***** Exercise inputs *****

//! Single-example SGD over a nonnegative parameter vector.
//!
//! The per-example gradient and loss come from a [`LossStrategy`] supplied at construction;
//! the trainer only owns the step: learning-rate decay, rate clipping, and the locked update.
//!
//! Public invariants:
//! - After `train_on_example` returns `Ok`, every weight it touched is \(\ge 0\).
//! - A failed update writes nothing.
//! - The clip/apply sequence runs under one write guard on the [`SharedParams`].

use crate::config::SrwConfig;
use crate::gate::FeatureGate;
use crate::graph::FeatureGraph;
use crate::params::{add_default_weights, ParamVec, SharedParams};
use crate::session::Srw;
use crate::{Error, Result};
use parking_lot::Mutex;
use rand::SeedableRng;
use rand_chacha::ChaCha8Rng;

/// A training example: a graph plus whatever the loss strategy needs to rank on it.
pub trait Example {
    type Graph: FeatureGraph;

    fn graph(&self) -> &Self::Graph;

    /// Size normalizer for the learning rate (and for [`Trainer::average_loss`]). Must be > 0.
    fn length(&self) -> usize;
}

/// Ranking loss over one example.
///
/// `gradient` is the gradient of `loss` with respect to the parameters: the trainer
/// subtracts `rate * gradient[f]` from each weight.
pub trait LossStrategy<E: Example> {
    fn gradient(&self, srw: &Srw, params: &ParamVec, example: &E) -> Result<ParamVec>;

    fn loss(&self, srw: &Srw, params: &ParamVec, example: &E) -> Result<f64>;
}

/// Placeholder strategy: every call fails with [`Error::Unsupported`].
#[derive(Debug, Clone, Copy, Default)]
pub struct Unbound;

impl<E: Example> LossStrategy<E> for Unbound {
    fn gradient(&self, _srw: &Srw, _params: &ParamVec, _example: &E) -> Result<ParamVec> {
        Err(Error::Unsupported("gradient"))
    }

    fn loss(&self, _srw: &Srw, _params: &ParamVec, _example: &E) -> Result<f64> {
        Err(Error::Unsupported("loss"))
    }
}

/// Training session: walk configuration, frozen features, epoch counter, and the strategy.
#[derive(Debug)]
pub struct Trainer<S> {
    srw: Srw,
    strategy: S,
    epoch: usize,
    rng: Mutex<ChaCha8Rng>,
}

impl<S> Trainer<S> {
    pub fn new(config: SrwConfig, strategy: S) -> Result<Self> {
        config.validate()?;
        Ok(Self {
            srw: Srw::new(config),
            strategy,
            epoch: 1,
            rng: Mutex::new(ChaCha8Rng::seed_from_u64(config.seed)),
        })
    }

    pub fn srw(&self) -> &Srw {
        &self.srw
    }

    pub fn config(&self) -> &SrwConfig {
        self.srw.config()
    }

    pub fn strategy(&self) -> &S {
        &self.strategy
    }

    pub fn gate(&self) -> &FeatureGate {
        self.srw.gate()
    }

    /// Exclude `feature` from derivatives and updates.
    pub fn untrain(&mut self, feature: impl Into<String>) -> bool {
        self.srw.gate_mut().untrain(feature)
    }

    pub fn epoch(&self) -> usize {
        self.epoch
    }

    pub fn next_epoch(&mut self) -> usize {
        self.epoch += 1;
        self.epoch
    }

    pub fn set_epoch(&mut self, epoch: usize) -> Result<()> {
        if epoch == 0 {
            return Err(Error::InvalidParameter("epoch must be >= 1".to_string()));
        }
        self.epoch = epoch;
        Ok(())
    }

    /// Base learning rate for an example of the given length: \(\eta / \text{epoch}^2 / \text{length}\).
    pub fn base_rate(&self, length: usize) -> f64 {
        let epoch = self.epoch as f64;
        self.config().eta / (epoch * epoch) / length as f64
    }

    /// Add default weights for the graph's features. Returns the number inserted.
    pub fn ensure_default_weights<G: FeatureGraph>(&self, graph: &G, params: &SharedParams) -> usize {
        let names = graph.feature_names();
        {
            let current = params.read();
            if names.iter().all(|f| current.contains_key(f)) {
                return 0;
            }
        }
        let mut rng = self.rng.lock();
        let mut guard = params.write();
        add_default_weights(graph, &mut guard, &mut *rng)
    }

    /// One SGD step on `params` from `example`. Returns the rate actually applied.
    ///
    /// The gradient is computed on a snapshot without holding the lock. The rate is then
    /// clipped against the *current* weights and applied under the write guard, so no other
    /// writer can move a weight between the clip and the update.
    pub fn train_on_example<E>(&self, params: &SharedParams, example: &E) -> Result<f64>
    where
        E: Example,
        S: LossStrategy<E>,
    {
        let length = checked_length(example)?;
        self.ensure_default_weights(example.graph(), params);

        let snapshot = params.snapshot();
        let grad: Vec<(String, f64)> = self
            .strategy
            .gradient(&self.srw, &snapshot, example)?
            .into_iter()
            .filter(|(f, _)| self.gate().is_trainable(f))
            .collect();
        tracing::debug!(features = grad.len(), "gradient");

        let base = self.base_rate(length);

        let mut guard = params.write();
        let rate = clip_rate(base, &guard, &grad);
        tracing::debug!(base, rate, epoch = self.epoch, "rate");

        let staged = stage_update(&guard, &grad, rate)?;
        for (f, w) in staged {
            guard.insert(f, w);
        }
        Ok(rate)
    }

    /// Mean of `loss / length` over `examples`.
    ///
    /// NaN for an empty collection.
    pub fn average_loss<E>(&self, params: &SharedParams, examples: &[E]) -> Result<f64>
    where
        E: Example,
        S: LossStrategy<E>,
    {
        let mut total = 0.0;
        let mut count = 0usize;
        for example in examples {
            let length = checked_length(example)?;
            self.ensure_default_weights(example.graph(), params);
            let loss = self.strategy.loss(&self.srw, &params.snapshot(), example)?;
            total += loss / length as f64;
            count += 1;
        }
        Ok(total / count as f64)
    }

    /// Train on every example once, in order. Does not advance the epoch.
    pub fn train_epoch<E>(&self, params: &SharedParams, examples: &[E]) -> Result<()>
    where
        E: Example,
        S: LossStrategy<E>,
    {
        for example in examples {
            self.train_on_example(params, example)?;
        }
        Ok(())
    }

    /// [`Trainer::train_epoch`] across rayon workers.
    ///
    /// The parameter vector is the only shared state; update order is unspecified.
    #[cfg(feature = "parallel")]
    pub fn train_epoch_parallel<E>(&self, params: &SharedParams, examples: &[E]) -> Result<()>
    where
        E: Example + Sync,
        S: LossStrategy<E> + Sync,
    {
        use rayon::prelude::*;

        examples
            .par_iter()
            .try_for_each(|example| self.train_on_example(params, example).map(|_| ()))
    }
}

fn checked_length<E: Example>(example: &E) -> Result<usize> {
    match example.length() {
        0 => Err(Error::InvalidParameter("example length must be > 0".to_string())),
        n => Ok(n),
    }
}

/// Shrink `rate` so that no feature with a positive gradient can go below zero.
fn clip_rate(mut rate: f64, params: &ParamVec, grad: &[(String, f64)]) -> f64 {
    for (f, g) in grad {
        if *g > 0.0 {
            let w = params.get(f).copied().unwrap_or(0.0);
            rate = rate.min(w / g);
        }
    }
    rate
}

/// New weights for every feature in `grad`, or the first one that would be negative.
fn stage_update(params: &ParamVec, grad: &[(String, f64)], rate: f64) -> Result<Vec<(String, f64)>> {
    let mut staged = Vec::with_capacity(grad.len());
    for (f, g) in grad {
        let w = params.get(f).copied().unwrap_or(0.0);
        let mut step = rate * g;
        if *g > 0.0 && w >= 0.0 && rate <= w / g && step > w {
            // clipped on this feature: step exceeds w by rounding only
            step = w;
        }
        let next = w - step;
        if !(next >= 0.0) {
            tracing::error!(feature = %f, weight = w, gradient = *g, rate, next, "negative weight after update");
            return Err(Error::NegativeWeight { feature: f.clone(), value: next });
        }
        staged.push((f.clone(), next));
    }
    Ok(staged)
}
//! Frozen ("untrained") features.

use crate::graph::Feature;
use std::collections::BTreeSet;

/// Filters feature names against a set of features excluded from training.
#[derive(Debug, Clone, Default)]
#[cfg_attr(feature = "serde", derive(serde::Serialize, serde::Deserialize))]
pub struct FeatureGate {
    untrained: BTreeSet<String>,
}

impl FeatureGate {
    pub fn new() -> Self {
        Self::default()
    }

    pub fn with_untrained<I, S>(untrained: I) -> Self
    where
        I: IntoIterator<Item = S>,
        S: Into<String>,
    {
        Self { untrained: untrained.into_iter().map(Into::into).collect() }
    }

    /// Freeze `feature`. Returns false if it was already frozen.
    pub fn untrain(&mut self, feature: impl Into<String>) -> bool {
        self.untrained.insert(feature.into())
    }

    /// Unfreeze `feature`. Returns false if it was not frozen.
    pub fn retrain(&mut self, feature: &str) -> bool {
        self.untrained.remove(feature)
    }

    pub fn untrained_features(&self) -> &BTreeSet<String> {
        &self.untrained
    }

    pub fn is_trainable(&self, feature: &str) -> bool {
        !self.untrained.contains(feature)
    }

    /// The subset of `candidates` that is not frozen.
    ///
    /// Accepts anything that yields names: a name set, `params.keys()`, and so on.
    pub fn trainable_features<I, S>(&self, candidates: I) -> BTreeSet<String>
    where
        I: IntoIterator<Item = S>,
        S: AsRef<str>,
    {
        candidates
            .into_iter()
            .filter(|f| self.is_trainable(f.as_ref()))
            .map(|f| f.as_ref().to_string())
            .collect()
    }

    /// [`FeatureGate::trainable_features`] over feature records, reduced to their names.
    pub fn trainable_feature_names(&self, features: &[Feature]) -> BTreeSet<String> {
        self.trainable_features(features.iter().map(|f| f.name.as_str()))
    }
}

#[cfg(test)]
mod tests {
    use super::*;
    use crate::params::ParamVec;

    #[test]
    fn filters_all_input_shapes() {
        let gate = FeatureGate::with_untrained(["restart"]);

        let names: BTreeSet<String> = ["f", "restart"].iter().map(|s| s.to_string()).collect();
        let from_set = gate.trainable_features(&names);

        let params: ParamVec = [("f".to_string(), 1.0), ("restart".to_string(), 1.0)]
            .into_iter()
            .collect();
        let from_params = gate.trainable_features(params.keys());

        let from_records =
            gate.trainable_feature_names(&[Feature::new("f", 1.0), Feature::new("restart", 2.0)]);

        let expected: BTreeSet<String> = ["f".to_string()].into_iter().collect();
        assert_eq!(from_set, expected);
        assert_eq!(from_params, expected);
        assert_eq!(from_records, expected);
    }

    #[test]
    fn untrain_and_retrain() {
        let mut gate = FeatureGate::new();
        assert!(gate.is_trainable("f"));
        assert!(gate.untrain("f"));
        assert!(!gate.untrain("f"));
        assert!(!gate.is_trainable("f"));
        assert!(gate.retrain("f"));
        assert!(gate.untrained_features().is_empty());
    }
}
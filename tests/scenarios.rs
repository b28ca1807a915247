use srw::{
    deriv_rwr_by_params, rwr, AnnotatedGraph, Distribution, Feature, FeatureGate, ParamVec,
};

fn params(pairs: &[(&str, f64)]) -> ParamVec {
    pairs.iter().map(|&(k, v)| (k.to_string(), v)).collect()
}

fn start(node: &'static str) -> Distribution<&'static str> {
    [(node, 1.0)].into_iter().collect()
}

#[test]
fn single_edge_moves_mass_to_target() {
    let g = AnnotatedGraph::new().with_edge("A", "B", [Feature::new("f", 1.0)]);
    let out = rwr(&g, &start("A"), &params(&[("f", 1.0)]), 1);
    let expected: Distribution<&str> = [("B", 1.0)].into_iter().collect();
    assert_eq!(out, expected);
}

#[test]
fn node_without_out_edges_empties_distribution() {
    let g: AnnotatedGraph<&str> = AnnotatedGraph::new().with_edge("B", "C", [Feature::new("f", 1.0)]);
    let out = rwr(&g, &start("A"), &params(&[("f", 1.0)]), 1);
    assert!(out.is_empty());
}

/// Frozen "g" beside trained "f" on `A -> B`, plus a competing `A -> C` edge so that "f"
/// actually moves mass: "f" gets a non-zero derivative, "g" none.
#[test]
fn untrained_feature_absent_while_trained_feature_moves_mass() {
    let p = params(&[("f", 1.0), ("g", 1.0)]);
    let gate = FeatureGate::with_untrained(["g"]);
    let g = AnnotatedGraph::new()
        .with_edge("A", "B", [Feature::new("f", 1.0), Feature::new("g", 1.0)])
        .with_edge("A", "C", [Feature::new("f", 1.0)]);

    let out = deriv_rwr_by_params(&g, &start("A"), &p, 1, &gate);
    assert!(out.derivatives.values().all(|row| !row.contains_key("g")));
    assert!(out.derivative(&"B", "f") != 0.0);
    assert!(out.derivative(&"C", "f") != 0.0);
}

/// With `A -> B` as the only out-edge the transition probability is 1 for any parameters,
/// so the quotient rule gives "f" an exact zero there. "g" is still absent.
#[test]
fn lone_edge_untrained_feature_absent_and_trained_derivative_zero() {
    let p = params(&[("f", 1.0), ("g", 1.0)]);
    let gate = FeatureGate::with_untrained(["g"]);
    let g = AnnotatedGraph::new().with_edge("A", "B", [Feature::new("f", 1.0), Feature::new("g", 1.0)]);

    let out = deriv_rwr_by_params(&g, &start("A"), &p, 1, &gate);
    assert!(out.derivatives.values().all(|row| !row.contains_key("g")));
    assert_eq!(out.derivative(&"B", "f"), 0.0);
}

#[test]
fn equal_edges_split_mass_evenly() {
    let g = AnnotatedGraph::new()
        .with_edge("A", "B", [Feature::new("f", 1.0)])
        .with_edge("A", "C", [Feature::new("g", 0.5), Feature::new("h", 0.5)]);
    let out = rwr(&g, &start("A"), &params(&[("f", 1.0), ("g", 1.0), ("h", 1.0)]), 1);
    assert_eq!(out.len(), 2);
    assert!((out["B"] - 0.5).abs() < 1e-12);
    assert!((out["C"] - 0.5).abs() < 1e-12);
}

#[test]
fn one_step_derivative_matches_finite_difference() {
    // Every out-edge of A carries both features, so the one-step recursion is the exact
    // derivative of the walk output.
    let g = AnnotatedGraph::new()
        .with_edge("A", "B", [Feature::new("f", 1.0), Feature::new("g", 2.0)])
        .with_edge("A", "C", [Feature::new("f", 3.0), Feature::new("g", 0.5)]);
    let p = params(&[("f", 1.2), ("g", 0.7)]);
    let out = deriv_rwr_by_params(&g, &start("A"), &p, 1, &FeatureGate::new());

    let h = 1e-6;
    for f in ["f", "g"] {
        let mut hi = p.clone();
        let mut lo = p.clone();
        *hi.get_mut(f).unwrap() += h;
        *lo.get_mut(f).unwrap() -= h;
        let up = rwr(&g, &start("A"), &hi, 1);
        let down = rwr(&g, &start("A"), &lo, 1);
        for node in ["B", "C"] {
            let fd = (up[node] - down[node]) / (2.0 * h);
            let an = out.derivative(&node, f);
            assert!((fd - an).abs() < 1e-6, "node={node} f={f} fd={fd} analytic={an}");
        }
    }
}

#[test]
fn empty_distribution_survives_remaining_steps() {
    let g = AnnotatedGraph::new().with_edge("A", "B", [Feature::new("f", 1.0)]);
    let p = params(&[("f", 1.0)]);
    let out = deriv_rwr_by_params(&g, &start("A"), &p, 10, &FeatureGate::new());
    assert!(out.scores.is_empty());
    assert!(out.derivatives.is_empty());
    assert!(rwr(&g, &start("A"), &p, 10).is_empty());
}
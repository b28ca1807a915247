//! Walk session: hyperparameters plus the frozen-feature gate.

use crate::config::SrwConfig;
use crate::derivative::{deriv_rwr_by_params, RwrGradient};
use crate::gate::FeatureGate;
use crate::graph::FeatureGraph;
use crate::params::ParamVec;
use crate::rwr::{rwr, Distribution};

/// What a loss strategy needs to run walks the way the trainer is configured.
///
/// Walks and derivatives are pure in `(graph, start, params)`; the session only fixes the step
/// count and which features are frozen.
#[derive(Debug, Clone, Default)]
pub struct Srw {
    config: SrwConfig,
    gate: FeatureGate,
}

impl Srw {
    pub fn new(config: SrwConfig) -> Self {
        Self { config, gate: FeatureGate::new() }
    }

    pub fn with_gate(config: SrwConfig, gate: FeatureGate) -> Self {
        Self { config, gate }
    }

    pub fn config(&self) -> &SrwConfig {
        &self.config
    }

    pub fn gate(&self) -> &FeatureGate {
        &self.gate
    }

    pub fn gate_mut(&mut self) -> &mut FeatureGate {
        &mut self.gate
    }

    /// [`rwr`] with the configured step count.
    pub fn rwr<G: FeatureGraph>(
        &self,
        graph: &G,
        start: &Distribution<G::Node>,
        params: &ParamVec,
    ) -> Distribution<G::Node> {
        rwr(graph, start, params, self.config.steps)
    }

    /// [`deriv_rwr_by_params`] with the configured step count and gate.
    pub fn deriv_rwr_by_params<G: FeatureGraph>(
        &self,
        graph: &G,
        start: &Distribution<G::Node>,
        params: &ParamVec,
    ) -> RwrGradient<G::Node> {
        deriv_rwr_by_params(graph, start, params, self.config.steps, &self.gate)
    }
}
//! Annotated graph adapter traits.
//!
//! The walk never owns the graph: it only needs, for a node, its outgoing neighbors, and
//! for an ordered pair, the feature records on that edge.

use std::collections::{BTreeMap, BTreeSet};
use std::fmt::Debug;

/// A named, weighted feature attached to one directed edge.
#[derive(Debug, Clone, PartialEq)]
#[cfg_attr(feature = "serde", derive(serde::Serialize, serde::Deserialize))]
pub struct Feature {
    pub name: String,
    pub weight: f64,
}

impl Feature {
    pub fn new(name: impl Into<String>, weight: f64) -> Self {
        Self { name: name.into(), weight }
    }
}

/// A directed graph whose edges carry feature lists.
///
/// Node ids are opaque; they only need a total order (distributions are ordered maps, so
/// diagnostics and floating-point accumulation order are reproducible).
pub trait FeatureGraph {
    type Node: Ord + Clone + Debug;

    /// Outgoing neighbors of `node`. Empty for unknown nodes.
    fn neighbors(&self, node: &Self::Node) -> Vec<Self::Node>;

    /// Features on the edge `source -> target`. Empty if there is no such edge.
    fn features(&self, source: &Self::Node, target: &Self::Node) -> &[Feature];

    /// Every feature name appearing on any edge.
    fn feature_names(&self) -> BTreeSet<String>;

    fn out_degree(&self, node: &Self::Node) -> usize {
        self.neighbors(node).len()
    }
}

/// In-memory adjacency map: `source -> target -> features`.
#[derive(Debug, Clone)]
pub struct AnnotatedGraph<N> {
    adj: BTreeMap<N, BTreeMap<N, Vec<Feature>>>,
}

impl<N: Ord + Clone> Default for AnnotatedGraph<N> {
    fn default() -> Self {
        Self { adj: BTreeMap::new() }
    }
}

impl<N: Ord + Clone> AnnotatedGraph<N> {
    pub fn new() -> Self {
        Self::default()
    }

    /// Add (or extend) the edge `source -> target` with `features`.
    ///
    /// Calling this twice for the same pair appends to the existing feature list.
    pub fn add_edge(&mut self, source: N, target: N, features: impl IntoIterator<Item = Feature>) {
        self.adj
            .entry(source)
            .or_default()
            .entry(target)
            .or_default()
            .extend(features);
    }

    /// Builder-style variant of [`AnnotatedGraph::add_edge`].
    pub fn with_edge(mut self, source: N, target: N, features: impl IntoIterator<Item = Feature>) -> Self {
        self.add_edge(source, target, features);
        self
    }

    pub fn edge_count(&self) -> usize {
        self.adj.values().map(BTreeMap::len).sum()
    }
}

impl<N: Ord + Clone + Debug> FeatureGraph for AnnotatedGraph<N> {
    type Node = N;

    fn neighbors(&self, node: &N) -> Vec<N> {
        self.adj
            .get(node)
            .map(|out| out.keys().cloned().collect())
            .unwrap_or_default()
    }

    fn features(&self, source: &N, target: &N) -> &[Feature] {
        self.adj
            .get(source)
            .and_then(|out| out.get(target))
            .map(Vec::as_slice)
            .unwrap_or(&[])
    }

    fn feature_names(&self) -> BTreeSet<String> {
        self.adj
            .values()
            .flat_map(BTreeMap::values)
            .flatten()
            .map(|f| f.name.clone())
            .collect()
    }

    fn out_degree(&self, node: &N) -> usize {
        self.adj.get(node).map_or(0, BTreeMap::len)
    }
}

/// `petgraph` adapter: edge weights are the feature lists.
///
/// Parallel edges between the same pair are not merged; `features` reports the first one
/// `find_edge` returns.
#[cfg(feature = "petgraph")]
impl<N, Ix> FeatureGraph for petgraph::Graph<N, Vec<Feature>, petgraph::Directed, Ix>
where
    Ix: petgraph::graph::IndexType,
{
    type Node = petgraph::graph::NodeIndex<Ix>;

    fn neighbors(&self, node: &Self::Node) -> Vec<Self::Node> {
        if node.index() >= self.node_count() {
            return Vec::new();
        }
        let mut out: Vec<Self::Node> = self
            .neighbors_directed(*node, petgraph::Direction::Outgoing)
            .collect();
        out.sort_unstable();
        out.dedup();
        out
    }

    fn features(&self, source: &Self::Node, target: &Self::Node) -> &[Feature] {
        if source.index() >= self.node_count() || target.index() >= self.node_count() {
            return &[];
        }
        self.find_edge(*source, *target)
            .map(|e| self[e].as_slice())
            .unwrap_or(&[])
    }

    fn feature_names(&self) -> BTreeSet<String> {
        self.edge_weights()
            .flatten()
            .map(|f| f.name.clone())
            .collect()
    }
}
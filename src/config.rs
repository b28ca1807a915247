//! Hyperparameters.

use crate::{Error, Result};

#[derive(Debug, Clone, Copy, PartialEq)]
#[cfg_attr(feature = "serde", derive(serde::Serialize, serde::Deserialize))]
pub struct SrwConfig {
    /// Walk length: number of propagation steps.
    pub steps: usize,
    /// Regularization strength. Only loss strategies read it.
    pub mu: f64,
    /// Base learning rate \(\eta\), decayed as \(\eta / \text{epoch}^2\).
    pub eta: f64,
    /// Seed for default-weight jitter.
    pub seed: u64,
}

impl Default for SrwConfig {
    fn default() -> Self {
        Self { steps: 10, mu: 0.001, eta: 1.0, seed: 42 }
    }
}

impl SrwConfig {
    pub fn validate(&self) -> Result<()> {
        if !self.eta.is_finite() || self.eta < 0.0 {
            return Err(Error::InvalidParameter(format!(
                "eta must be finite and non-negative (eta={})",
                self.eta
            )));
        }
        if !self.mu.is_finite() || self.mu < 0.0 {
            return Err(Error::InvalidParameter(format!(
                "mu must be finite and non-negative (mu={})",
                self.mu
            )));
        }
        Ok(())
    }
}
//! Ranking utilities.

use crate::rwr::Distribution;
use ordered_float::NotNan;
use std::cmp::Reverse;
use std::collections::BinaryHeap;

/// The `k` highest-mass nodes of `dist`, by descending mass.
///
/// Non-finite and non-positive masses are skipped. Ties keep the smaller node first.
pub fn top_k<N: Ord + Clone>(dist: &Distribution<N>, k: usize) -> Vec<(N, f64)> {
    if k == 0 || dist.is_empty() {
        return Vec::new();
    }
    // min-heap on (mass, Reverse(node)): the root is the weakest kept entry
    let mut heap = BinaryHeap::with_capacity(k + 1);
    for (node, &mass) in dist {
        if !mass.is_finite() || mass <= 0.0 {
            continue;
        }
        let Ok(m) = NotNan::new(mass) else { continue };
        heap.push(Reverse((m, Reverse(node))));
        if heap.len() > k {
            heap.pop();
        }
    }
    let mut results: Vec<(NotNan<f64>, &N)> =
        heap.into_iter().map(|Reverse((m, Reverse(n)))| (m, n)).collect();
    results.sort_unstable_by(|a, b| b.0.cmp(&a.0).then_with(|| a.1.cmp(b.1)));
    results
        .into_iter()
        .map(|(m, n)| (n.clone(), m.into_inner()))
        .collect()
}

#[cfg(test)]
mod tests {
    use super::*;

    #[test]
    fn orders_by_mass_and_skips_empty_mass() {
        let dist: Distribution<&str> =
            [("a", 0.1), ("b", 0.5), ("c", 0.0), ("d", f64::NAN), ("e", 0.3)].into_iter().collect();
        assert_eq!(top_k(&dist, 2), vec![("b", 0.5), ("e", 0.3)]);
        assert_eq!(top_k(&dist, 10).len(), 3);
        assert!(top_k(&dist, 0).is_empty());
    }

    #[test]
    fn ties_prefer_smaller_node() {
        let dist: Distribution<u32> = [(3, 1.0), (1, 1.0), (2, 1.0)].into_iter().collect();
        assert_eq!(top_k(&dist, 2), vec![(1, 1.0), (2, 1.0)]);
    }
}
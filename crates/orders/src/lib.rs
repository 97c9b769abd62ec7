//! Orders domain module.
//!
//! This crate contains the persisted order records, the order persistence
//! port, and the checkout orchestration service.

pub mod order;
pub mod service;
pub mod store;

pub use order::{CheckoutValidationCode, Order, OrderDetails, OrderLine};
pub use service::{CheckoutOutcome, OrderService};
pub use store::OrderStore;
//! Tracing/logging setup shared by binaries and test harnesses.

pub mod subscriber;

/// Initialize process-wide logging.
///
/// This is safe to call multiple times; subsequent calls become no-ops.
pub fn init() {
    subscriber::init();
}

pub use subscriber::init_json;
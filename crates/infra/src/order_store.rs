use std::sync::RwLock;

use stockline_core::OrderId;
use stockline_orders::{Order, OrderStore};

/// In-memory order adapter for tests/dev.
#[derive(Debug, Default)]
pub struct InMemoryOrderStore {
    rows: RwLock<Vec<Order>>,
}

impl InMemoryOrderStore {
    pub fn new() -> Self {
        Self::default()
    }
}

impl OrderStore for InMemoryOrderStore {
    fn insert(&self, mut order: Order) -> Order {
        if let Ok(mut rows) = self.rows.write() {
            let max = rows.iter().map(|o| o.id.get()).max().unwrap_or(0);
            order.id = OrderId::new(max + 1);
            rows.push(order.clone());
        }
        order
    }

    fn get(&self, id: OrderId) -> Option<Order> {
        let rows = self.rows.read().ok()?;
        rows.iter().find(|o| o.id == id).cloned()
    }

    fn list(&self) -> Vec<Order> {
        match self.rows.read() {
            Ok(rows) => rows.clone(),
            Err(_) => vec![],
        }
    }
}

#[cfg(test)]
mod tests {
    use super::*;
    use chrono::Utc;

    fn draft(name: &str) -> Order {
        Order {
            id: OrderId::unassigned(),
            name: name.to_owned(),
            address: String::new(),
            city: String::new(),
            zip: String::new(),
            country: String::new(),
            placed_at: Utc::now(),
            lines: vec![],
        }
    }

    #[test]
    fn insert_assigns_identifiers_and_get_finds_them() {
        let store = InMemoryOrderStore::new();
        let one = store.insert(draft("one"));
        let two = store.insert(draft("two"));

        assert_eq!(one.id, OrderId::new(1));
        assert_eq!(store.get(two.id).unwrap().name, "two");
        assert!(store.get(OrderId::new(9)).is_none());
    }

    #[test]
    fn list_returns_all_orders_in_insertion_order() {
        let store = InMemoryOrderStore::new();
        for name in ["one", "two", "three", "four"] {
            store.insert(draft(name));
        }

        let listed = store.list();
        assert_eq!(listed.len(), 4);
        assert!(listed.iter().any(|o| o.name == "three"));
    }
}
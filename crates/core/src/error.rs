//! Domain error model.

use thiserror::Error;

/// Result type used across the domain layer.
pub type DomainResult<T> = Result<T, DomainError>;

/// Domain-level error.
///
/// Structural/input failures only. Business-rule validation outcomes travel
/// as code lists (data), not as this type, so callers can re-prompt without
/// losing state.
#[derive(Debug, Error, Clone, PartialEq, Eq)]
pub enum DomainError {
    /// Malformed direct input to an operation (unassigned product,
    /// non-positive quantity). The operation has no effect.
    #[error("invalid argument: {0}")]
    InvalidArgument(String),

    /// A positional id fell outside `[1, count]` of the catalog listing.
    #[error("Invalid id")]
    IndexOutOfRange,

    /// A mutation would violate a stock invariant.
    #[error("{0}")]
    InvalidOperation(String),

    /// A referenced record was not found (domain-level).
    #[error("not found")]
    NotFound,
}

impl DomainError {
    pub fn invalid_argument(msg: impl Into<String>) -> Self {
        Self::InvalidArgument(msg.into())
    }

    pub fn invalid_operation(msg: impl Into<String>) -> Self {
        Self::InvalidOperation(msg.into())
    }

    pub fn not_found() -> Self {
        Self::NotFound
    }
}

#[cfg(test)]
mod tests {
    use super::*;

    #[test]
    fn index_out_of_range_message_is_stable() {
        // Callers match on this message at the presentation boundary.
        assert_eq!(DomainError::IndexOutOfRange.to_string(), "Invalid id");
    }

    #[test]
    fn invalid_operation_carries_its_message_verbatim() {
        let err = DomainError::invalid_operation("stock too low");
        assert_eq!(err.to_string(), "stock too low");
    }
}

*****

(Task directions)
Every line above in which the word "clipped" occurs is to be copied.

(Task result)
    /// clipped against the *current* weights and applied under the write guard, so no other
            // clipped on this feature: step exceeds w by rounding only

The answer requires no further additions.